Apple users are familiar with FaceTime. It’s Apple’s proprietary VOIP service. You can make voice or audio calls between IOS devices.

What is nice about FaceTime is that it works over cellular and Wi-Fi transparently. The handoff between WiFi and Cellular is instantaneous and transparent. [insert crashing train wreck sound effect and photo here]

What if Apple entered into a plan to buy data capacity wholesale from carriers such as t-mobile. No phone numbers, just pure data. Let’s say they just went to t-Mobile and other carriers and said: We will buy cell-tower data in bulk for iPhone users.

Then, Apple could make the smallest and most straightforward of changes…

Apple could implement FaceTime PSTN gateways. People could port their phone numbers to those gateways and Apple could route the call as a FaceTime call to the IOS device. Likewise, IOS could allow people to call others via email or via phone number. If the called phone number was not known to be another IOS users then the call would be sent out the FaceTime PSTN gateway into the public network.

Apple could, quite simply, become the largest bypass operator in the world.

Since something like about half of all smartphones are IOS devices, it would mean that half of the phone calls between people with phone numbers would never touch the PSTN network. They would be straight FaceTime calls. It would be a massive unloading of traffic from the classic (doomed) wireline carriers.)

Apple is nearly poised to do this today. If they implemented a PSTN FaceTime gateway people could have a public phone number that would call them on their iPhone or ipad or iMac computer. From there it is a trivial matter to allow calls to original on an iPhone via FaceTime and be spilled onto the PSTN network.

Heck, I would probably subscribe to a FaceTime PSTN phone number even now, so that I could get phone calls via FaceTime globally, anywhere.

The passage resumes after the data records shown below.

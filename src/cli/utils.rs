use anyhow::Context;
use serde_json::{json, Value};
use std::io::Read;
use std::path::Path;

use crate::cli::OutputFormat;
use crate::transform::{DomainObject, Transformed};

/// Output a success message in the appropriate format
pub fn output_success(output_format: &OutputFormat, message: &str, data: Option<Value>) -> anyhow::Result<()> {
    match output_format {
        OutputFormat::Json => {
            let mut response = json!({
                "success": true,
                "message": message
            });

            if let (Some(Value::Object(extra)), Some(object)) = (data, response.as_object_mut()) {
                object.extend(extra);
            }

            println!("{}", serde_json::to_string_pretty(&response)?);
        }
        OutputFormat::Text => {
            println!("✓ {}", message);
        }
    }
    Ok(())
}

/// Output an error message in the appropriate format
pub fn output_error(output_format: &OutputFormat, message: &str, error_code: Option<&str>) -> anyhow::Result<()> {
    match output_format {
        OutputFormat::Json => {
            let mut response = json!({
                "success": false,
                "error": message
            });

            if let Some(code) = error_code {
                response["error_code"] = json!(code);
            }

            println!("{}", serde_json::to_string_pretty(&response)?);
        }
        OutputFormat::Text => {
            eprintln!("Error: {}", message);
        }
    }
    Ok(())
}

/// Output an empty collection in the appropriate format
pub fn output_empty_collection(output_format: &OutputFormat, collection_name: &str, message: &str) -> anyhow::Result<()> {
    match output_format {
        OutputFormat::Json => {
            println!(
                "{}",
                serde_json::to_string_pretty(&json!({
                    collection_name: []
                }))?
            );
        }
        OutputFormat::Text => {
            println!("{}", message);
        }
    }
    Ok(())
}

/// Output mapped domain objects: the full structure for JSON, one line per item for text
pub fn output_transformed(output_format: &OutputFormat, transformed: &Transformed<DomainObject>) -> anyhow::Result<()> {
    match output_format {
        OutputFormat::Json => {
            println!("{}", serde_json::to_string_pretty(transformed)?);
        }
        OutputFormat::Text => match transformed {
            Transformed::Single(object) => {
                println!("{} {}", object.resource_type, object.id.as_deref().unwrap_or("<new>"));
                println!("{}", serde_json::to_string_pretty(object)?);
            }
            Transformed::Collection(page) => {
                if page.is_empty() {
                    return output_empty_collection(output_format, "items", "No resources");
                }
                println!(
                    "{} item(s), count {}, offset {}, limit {}",
                    page.len(),
                    page.meta.count,
                    page.meta.offset,
                    page.meta.limit
                );
                for item in &page.items {
                    println!("{}", serde_json::to_string(item)?);
                }
            }
        },
    }
    Ok(())
}

/// Read a JSON value from a file, or from stdin when no file is given
pub fn read_json_input(file: Option<&Path>) -> anyhow::Result<Value> {
    let content = match file {
        Some(path) => std::fs::read_to_string(path).with_context(|| format!("failed to read {}", path.display()))?,
        None => {
            let mut buffer = String::new();
            std::io::stdin().read_to_string(&mut buffer).context("failed to read stdin")?;
            buffer
        }
    };
    serde_json::from_str(&content).context("input is not valid JSON")
}
use serde_json::Value;
use thiserror::Error;

use crate::error::TransformError;
use crate::jsonapi::ErrorObject;

/// Errors of the HTTP client collaborator
#[derive(Debug, Error)]
pub enum ClientError {
    #[error("HTTP request error: {0}")]
    Http(#[from] reqwest::Error),

    /// Non-2xx response. `errors` holds the JSON:API error objects when the body had any.
    #[error("HTTP {status} from {url}{}", first_error(.errors))]
    Status {
        status: u16,
        url: String,
        body: Value,
        errors: Vec<ErrorObject>,
    },

    /// Still 401 after the access token was refreshed
    #[error("Unauthorized: {url}")]
    Unauthorized { url: String },

    #[error("Invalid URL: {0}")]
    InvalidUrl(#[from] url::ParseError),

    #[error(transparent)]
    Transform(#[from] TransformError),
}

fn first_error(errors: &[ErrorObject]) -> String {
    match errors.first() {
        Some(error) if !error.title.is_empty() => format!(": {}", error.title),
        Some(error) if !error.detail.is_empty() => format!(": {}", error.detail),
        _ => String::new(),
    }
}

impl ClientError {
    /// Build a status error from a response body, picking up JSON:API errors
    pub fn status(status: u16, url: impl Into<String>, body: Value) -> Self {
        let errors = body
            .get("errors")
            .cloned()
            .and_then(|errors| serde_json::from_value(errors).ok())
            .unwrap_or_default();
        ClientError::Status { status, url: url.into(), body, errors }
    }

    /// Get HTTP status code, when the error came with one
    pub fn status_code(&self) -> Option<u16> {
        match self {
            ClientError::Http(err) => err.status().map(|s| s.as_u16()),
            ClientError::Status { status, .. } => Some(*status),
            ClientError::Unauthorized { .. } => Some(401),
            ClientError::InvalidUrl(_) | ClientError::Transform(_) => None,
        }
    }

    /// Get error code for client handling
    pub fn error_code(&self) -> &'static str {
        match self {
            ClientError::Http(_) => "HTTP_ERROR",
            ClientError::Unauthorized { .. } => "UNAUTHORIZED",
            ClientError::InvalidUrl(_) => "INVALID_URL",
            ClientError::Transform(err) => err.error_code(),
            ClientError::Status { status, .. } => match status {
                400 => "BAD_REQUEST",
                401 => "UNAUTHORIZED",
                403 => "FORBIDDEN",
                404 => "NOT_FOUND",
                409 => "CONFLICT",
                422 => "UNPROCESSABLE_ENTITY",
                429 => "TOO_MANY_REQUESTS",
                500..=599 => "SERVER_ERROR",
                _ => "HTTP_STATUS",
            },
        }
    }
}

This all raises the question of the future of cellular carriers. The answer is plain and simple: they are utterly doomed. They are about to become commoditized data carriers who transport no-value-add data when people are out of the range of a WiFi Hotspot 2.0 access point.

Apple could present users with two services:

1) Get a phone number. For $10 a month you can get a public phone number so people can call you via FaceTime and so you can call non-FaceTime users who only have a phone number.

2) Get cellular data, so that you can originate and receive phone calls when away from a Wifi HotSpot 2.0 access point, such as in your car.

That’s it. Game over.

Does Apple see this opportunity? I hope so. But Tim Cook hasn’t shown to be a very strategic thinker (as many operations guys are not.) So I can’t say. But the opportunity is there. Steve Jobs absolutely wouldn’t have missed this one.